(Source records)
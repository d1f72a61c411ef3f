//! Transport core shared by every provider driver.
//!
//! This module provides:
//! - The injectable HTTP execution strategy ([`HttpClient`], [`ReqwestClient`])
//! - Per-call overrides ([`AuthContext`]) and an auth decorator ([`BearerAuth`])
//! - Pagination parsing ([`Page`], [`parse_link_header`])
//! - The client-wide rate-limit snapshot ([`Rate`], [`RateCell`])
//! - Request execution ([`Transport`], [`Executor`])

mod auth;
mod client;
mod error;
mod executor;
mod http;
mod page;
mod rate;

#[cfg(test)]
mod client_tests;
#[cfg(test)]
mod page_tests;

pub use self::auth::{AuthContext, BearerAuth, Token};
pub use self::client::ReqwestClient;
pub use self::error::HttpError;
pub use self::executor::{Executor, Request, Response, Transport};
pub use self::http::{HttpClient, HttpRequest, HttpResponse};
pub use self::page::{Page, parse_link_header, parse_link_value};
pub use self::rate::{Rate, RateCell};
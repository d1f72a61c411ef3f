//! Shared pieces of the webhook normalization engine.
//!
//! Each driver owns its dispatch table and wire shapes; this module holds the
//! steps they all run in the same order:
//!
//! 1. [`read_body`] caps the payload at [`MAX_PAYLOAD_BYTES`]; callers that
//!    buffer the body themselves bound memory with [`read_capped`]
//! 2. the driver reads its discriminator ([`header`] or [`body_field`])
//! 3. [`signature::check`] verifies the raw bytes when a secret is resolved
//! 4. [`decode`] turns the bytes into the event's wire shape

pub mod signature;

#[cfg(test)]
mod signature_tests;

use std::io::{self, Read};

use http::HeaderMap;
use serde::de::DeserializeOwned;

use crate::ScmError;

/// Largest payload a driver will look at. Longer bodies are truncated.
pub const MAX_PAYLOAD_BYTES: usize = 10_000_000;

/// Returns at most [`MAX_PAYLOAD_BYTES`] of `body`.
#[must_use]
pub fn read_body(body: &[u8]) -> &[u8] {
    &body[..body.len().min(MAX_PAYLOAD_BYTES)]
}

/// Buffers at most [`MAX_PAYLOAD_BYTES`] from `reader`.
///
/// Bytes past the cap are never read, so memory stays bounded whatever the
/// sender declares.
///
/// # Errors
///
/// Returns any I/O error raised by `reader`.
pub fn read_capped<R: Read>(reader: R) -> io::Result<Vec<u8>> {
    let mut body = Vec::new();
    reader.take(MAX_PAYLOAD_BYTES as u64).read_to_end(&mut body)?;
    Ok(body)
}

/// Returns a header value as trimmed text, or `None` if absent, empty or
/// not valid UTF-8.
#[must_use]
pub fn header<'a>(headers: &'a HeaderMap, name: &str) -> Option<&'a str> {
    headers
        .get(name)
        .and_then(|v| v.to_str().ok())
        .map(str::trim)
        .filter(|v| !v.is_empty())
}

/// Reads a top-level string field from a JSON body without a typed decode.
///
/// Returns `None` if the body is not a JSON object or the field is missing
/// or not a string.
#[must_use]
pub fn body_field(data: &[u8], field: &str) -> Option<String> {
    let value: serde_json::Value = serde_json::from_slice(data).ok()?;
    value.get(field)?.as_str().map(ToOwned::to_owned)
}

/// Decodes the payload of a known event into its wire shape.
///
/// # Errors
///
/// Returns [`ScmError::Decode`] naming `event` if the body does not match.
pub fn decode<T: DeserializeOwned>(event: &str, data: &[u8]) -> Result<T, ScmError> {
    serde_json::from_slice(data).map_err(|e| ScmError::decode(event, e))
}
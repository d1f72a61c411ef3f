//! Configuration layer for the `scm` binary.
//!
//! This module provides:
//! - CLI argument parsing ([`Cli`], [`Command`])
//! - TOML configuration file parsing ([`TomlConfig`])
//! - Validated configuration ([`ValidatedConfig`], [`Task`])
//! - Configuration file generation ([`write_default_config`])
//! - Default values ([`defaults`])
//!
//! # Priority
//!
//! Configuration values are resolved with the following priority (highest to lowest):
//!
//! 1. **Explicit CLI arguments** - Values explicitly passed via command line
//! 2. **TOML config file** - Values from the configuration file
//! 3. **Built-in defaults** - Hardcoded default values
//!
//! `provider` has no default. `base_url` defaults to the public GitHub API
//! for the GitHub provider and is required for every other provider.
//!
//! # Boolean Flag Semantics
//!
//! `--dump-response` uses OR semantics: if set `true` in either CLI or TOML,
//! the result is `true`. The CLI cannot turn off a value enabled in TOML.
//!
//! # Empty Values
//!
//! An empty `token`, `proxy`, or `webhook.secret` counts as unset. An empty
//! secret therefore disables signature verification.

mod cli;
pub mod defaults;
mod error;
mod toml;
mod validated;


pub use cli::{Cli, Command, ProviderArg, RepoArgs, WebhookArgs};
pub use error::{ConfigError, field};
pub use toml::{TomlConfig, WebhookSection, default_config_template};
pub use validated::{Task, ValidatedConfig, write_default_config};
(End Source records)
**About this exercise:**
The answer must consist solely of the lines from the first line of the data to the line holding "pub mod signature;", each given again exactly.

**Result below:**
repository d1f72a61c411ef3f
//! Transport core shared by every provider driver.
//!
//! This module provides:
//! - The injectable HTTP execution strategy ([`HttpClient`], [`ReqwestClient`])
//! - Per-call overrides ([`AuthContext`]) and an auth decorator ([`BearerAuth`])
//! - Pagination parsing ([`Page`], [`parse_link_header`])
//! - The client-wide rate-limit snapshot ([`Rate`], [`RateCell`])
//! - Request execution ([`Transport`], [`Executor`])

mod auth;
mod client;
mod error;
mod executor;
mod http;
mod page;
mod rate;

#[cfg(test)]
mod client_tests;
#[cfg(test)]
mod page_tests;

pub use self::auth::{AuthContext, BearerAuth, Token};
pub use self::client::ReqwestClient;
pub use self::error::HttpError;
pub use self::executor::{Executor, Request, Response, Transport};
pub use self::http::{HttpClient, HttpRequest, HttpResponse};
pub use self::page::{Page, parse_link_header, parse_link_value};
pub use self::rate::{Rate, RateCell};
repository d1f72a61c411ef3f
//! Shared pieces of the webhook normalization engine.
//!
//! Each driver owns its dispatch table and wire shapes; this module holds the
//! steps they all run in the same order:
//!
//! 1. [`read_body`] caps the payload at [`MAX_PAYLOAD_BYTES`]; callers that
//!    buffer the body themselves bound memory with [`read_capped`]
//! 2. the driver reads its discriminator ([`header`] or [`body_field`])
//! 3. [`signature::check`] verifies the raw bytes when a secret is resolved
//! 4. [`decode`] turns the bytes into the event's wire shape

pub mod signature;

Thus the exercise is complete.